## WHAT IS BEING ASKED
Find every line in the records below that holds the word "offers", and copy each one.

Stored items:
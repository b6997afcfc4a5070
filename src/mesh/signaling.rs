use std::sync::Arc;

use async_trait::async_trait;
use tokio::sync::mpsc;

use crate::error::Result;
use crate::mesh::media::MediaStream;
use crate::mesh::session::{SessionEvent, SessionHandle};

/// A session a remote party wants to open toward us, not yet answered.
#[derive(Debug, Clone, PartialEq, Eq)]
pub struct SessionOffer {
    /// Endpoint-scoped token identifying the offer.
    pub offer_id: u64,
    /// Signaling address of the caller.
    pub remote: String,
}

/// Everything an endpoint reports, on one queue so arrival order is kept
/// across offers and session signals.
#[derive(Debug, Clone)]
pub enum EndpointEvent {
    IncomingSession(SessionOffer),
    Session(SessionEvent),
}

pub type EndpointSink = mpsc::UnboundedSender<EndpointEvent>;

/// One addressable identity on the external rendezvous service. SDP/ICE
/// exchange happens behind this trait.
#[async_trait]
pub trait SignalingEndpoint: Send {
    /// Register with the rendezvous service and return our address.
    /// Fails with `SignalingUnavailable` if the service cannot be reached.
    async fn open(&mut self) -> Result<String>;

    /// Where inbound offers are delivered.
    fn on_incoming_session(&mut self, handler: EndpointSink);

    /// Where stream-received / rejected / closed / error signals for our
    /// handles are delivered.
    fn on_session_event(&mut self, handler: EndpointSink);

    /// Originate a session. The returned handle is pending.
    async fn call(&mut self, remote_address: &str, local: Arc<MediaStream>) -> Result<SessionHandle>;

    async fn accept(&mut self, offer: SessionOffer, local: Arc<MediaStream>) -> Result<SessionHandle>;

    fn reject(&mut self, offer: SessionOffer);

    /// Drop our identity and every offer still waiting on us.
    async fn close(&mut self);
}

/// Produces a fresh endpoint per game session.
pub trait EndpointFactory: Send + Sync {
    fn create(&self) -> Box<dyn SignalingEndpoint>;
}
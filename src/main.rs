use clap::{Parser, Subcommand};

use popstage_lib::config::EngineConfig;
use popstage_lib::ServeOptions;

#[derive(Parser)]
#[command(name = "popstage", about = "Peer-to-peer stage for a live elimination dating game")]
struct Cli {
    /// Round length in seconds
    #[arg(long, global = true, default_value = "60")]
    round_secs: u64,

    /// Give up on sessions stuck connecting after this many seconds
    #[arg(long, global = true)]
    connect_timeout_secs: Option<u64>,

    #[command(subcommand)]
    command: Command,
}

#[derive(Subcommand)]
enum Command {
    /// Run the engine behind the local HTTP/WebSocket API
    Serve {
        /// API server port
        #[arg(long, default_value = "9847")]
        port: u16,

        /// Start hosting right away
        #[arg(long)]
        host: bool,

        /// In-process contestants to send to our own lobby (needs --host)
        #[arg(long, default_value = "0")]
        bots: usize,
    },
    /// Host a scripted game against in-process bots and log the board
    Demo {
        #[arg(long, default_value = "7")]
        bots: usize,
    },
}

fn main() {
    let cli = Cli::parse();
    popstage_lib::init_tracing();

    let config = EngineConfig {
        round_length: std::time::Duration::from_secs(cli.round_secs),
        connect_timeout: cli.connect_timeout_secs.map(std::time::Duration::from_secs),
        ..Default::default()
    };

    let rt = tokio::runtime::Runtime::new().expect("Failed to create Tokio runtime");
    match cli.command {
        Command::Serve { port, host, bots } => {
            let opts = ServeOptions { port, host, bots };
            if let Err(e) = rt.block_on(popstage_lib::run_server(opts, config)) {
                eprintln!("API server error: {}", e);
                std::process::exit(1);
            }
        }
        Command::Demo { bots } => {
            if let Err(e) = rt.block_on(popstage_lib::run_demo(bots, config)) {
                eprintln!("Demo failed: {}", e);
                std::process::exit(1);
            }
        }
    }
}
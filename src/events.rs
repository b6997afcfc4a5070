use serde::Serialize;
use tokio::sync::broadcast;

use crate::game::controller::{ChatEntry, ContestantCard};
use crate::game::timer::TimerView;
use crate::mesh::media::StreamInfo;

/// Game events for the presentation layer.
/// Emitted by the game engine, consumed by the WebSocket API and bots.
#[derive(Debug, Clone, Serialize)]
#[serde(tag = "type", content = "data")]
pub enum GameEvent {
    Ready { address: String },
    // Host board
    ParticipantJoined(ContestantCard),
    ParticipantStreamChanged { id: String, stream: Option<StreamInfo> },
    ParticipantLeft { id: String, reason: String },
    ParticipantEliminated { id: String },
    ParticipantRevived { id: String },
    RoundTimerStarted { round: u32, timer: TimerView },
    /// Informational only; nobody is eliminated.
    TimerExpired { round: u32 },
    // Joiner view
    HostStreamReady(StreamInfo),
    HostDisconnected { reason: String },
    LobbyFull,
    // Both roles
    MediaChanged(Option<StreamInfo>),
    ChatMessage(ChatEntry),
    GameEnded { reason: String },
    Error { kind: String, message: String },
}

pub type EventSender = broadcast::Sender<GameEvent>;
pub type EventReceiver = broadcast::Receiver<GameEvent>;

pub fn create_event_bus() -> (EventSender, EventReceiver) {
    broadcast::channel(256)
}
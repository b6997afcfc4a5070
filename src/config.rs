use std::time::Duration;

/// Engine tunables. Defaults follow the game's house rules.
#[derive(Debug, Clone)]
pub struct EngineConfig {
    pub round_length: Duration,
    /// How much "add time" puts on the clock.
    pub extend_step: Duration,
    pub rounds_per_game: u32,
    /// Attempts at reaching the rendezvous service when a game starts.
    pub open_attempts: u32,
    pub open_retry_delay: Duration,
    /// Give up on sessions stuck connecting after this long. `None` waits
    /// forever.
    pub connect_timeout: Option<Duration>,
    pub tick_interval: Duration,
    pub chat_history: usize,
}

impl Default for EngineConfig {
    fn default() -> Self {
        Self {
            round_length: Duration::from_secs(60),
            extend_step: Duration::from_secs(30),
            rounds_per_game: 3,
            open_attempts: 3,
            open_retry_delay: Duration::from_millis(500),
            connect_timeout: None,
            tick_interval: Duration::from_secs(1),
            chat_history: 200,
        }
    }
}
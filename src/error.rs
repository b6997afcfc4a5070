use serde::Serialize;
use thiserror::Error;

/// Why a capture device could not be opened.
#[derive(Debug, Clone, Copy, PartialEq, Eq, Serialize)]
#[serde(rename_all = "SCREAMING_SNAKE_CASE")]
pub enum DeviceFailure {
    PermissionDenied,
    NoDevice,
    DeviceBusy,
}

/// Failures of the mesh session core and the game controller on top of it.
#[derive(Debug, Clone, PartialEq, Eq, Error)]
pub enum MeshError {
    /// Local capture failed. `reason` is the device layer's message, verbatim.
    #[error("device unavailable ({kind:?}): {reason}")]
    DeviceUnavailable { kind: DeviceFailure, reason: String },

    #[error("signaling unavailable: {0}")]
    SignalingUnavailable(String),

    #[error("session rejected: lobby full")]
    SessionRejected,

    #[error("remote disconnected: {0}")]
    RemoteDisconnected(String),

    #[error("duplicate session for {0}")]
    DuplicateSession(String),

    #[error("unknown participant {0}")]
    UnknownParticipant(String),

    #[error("participant {0} is immune")]
    Immune(String),

    #[error("invalid transition: {0}")]
    InvalidTransition(String),

    #[error("no game session in progress")]
    NotInSession,

    #[error("operation not available to the {0} role")]
    WrongRole(&'static str),

    #[error("game engine is not running")]
    EngineStopped,
}

impl MeshError {
    /// Stable machine-readable kind, used on the event bus.
    pub fn kind(&self) -> &'static str {
        match self {
            MeshError::DeviceUnavailable { .. } => "DEVICE_UNAVAILABLE",
            MeshError::SignalingUnavailable(_) => "SIGNALING_UNAVAILABLE",
            MeshError::SessionRejected => "SESSION_REJECTED",
            MeshError::RemoteDisconnected(_) => "REMOTE_DISCONNECTED",
            MeshError::DuplicateSession(_) => "DUPLICATE_SESSION",
            MeshError::UnknownParticipant(_) => "UNKNOWN_PARTICIPANT",
            MeshError::Immune(_) => "IMMUNE",
            MeshError::InvalidTransition(_) => "INVALID_TRANSITION",
            MeshError::NotInSession => "NOT_IN_SESSION",
            MeshError::WrongRole(_) => "WRONG_ROLE",
            MeshError::EngineStopped => "ENGINE_STOPPED",
        }
    }
}

pub type Result<T> = std::result::Result<T, MeshError>;

#[cfg(test)]
mod tests {
    use super::*;

    #[test]
    fn device_reason_is_surfaced_verbatim() {
        let err = MeshError::DeviceUnavailable {
            kind: DeviceFailure::PermissionDenied,
            reason: "NotAllowedError: Permission denied".to_string(),
        };
        assert!(err.to_string().contains("NotAllowedError: Permission denied"));
        assert_eq!(err.kind(), "DEVICE_UNAVAILABLE");
    }

    #[test]
    fn rejected_reads_as_lobby_full() {
        assert_eq!(MeshError::SessionRejected.to_string(), "session rejected: lobby full");
    }
}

## SOLUTION TO THE PROBLEM
/// across offers and session signals.
    /// Where inbound offers are delivered.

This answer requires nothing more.